The opportunity to do that came with Minoli’s next challenge – in private equity. He moved with his wife to the US, to Boston, to work for Bain Consulting, but he was restless. “Across the hall was Bain Capital, so I went over and said, ‘Why don’t you use my skills?’ I thought my interests could be put to use with private equity funds, because you need analytical skills for the due diligence and management skills for the operation.”

He readily admits that luck is a factor in corporate turnarounds. “In addition to having a plan and implementing it quickly, you need luck,” he maintains.

Luck was with Minoli when he was introduced to Texas Pacific Group, a client of Bain Consulting. TPG was evaluating an Italian company named Ducati, and Minoli was Italian, so he was asked to handle the group’s pre-acquisition due diligence.

“When you take over a company you have a 100-day honeymoon to show people what you can do,” he emphasizes. “If you don’t prove yourself then, you won’t succeed. So there is an advantage in having done the due diligence beforehand; you already know what to do. My plan was to take Ducati from metal mechanics to enter­-tainment, from motorcycles to motorcycling.”

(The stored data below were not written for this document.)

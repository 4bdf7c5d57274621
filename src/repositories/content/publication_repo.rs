use std::sync::Arc;
use mongodb::{bson::{doc, oid::ObjectId, Document}, options::IndexOptions, IndexModel};
use crate::{
    caching::redis::RedisClient,
    core::registry::Repository,
    db::Database,
    domain::entities::content::publication::Publication,
};
use singleton_macro::repository;
use crate::core::errors::{db_error, AppError};
use crate::domain::dto::common::{PaginatedResponse, PaginationQuery};
use crate::repositories::common::{find_page, inserted_object_id};

#[repository(name = "publication", collection = "publications")]
pub struct PublicationRepository {
    db: Arc<Database>,
    redis: Arc<RedisClient>,
}

impl PublicationRepository {
    pub async fn find_by_id(&self, id: &ObjectId) -> Result<Option<Publication>, AppError> {
        self.collection::<Publication>()
            .find_one(doc! { "_id": *id })
            .await
            .map_err(db_error)
    }

    pub async fn get(&self, id: &ObjectId) -> Result<Publication, AppError> {
        self.find_by_id(id)
            .await?
            .ok_or_else(|| AppError::NotFound("출판물을 찾을 수 없습니다".to_string()))
    }

    pub async fn create(&self, mut publication: Publication) -> Result<Publication, AppError> {
        let result = self.collection::<Publication>()
            .insert_one(&publication)
            .await
            .map_err(db_error)?;

        publication.id = Some(inserted_object_id(&result)?);
        Ok(publication)
    }

    pub async fn save(&self, publication: &Publication) -> Result<(), AppError> {
        let id = publication.id
            .ok_or_else(|| AppError::InternalError("저장되지 않은 출판물입니다".to_string()))?;

        self.collection::<Publication>()
            .replace_one(doc! { "_id": id }, publication)
            .await
            .map_err(db_error)?;

        Ok(())
    }

    pub async fn delete(&self, id: &ObjectId) -> Result<bool, AppError> {
        let result = self.collection::<Publication>()
            .delete_one(doc! { "_id": *id })
            .await
            .map_err(db_error)?;

        Ok(result.deleted_count > 0)
    }

    /// 출판일 최신순 (출판일 없는 항목은 뒤로)
    pub async fn list(&self, filter: Document, page: &PaginationQuery) -> Result<PaginatedResponse<Publication>, AppError> {
        find_page(&self.collection::<Publication>(), filter, doc! { "published_on": -1, "created_at": -1 }, page).await
    }

    pub async fn create_indexes(&self) -> Result<(), AppError> {
        let author_index = IndexModel::builder()
            .keys(doc! { "author_id": 1, "published_on": -1 })
            .options(IndexOptions::builder()
                .name("author_published_on".to_string())
                .build())
            .build();

        self.collection::<Publication>()
            .create_indexes([author_index])
            .await
            .map_err(db_error)?;

        Ok(())
    }
}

Minoli saw his initial challenge as getting his employees to work together for the “new” Ducati. The first thing he did was build a Ducati museum on the main floor of corporate headquarters. Although there was a leak in the factory roof, the museum took priority. “That sent a clear message,” he recalls.

He brought in new blood to work with the engineers who had been quality-oriented but out of touch with consumers, and he built a rich Web site (www.ducati.com) that receives 8 million visitors a year.

To make sure that everyone “sees red,” every employee is expected to learn how to ride a motorcycle; there are incentives for buying a Ducati motorcycle, and everyone who comes to work on a Ducati has privileged parking, regardless of title.

“Now we have a team,” notes Minoli. “We speak a common language. Everyone is part of our tribe.”

Restless as ever, Minoli left Ducati in 2000 after four years at the throttle, retaining the title of president but yielding CEO responsibilities. Company performance faltered in an overall weak market, and TPG summoned him back in 2003. In the first quarter of 2004, revenues were up 23.4 percent over the same period in 2003. Minoli’s magic touch has not deserted him.
“I think of myself as a shaman, an agitator,” he says, with a conviction that has charmed Wall Street brokers as well as weekend bikers. “Shamans dream of building communities. The challenge for Ducati is to convert this ‘share of dream’ – the desire to be part of the World of Ducati – into share of market by building sales at the dealer level.”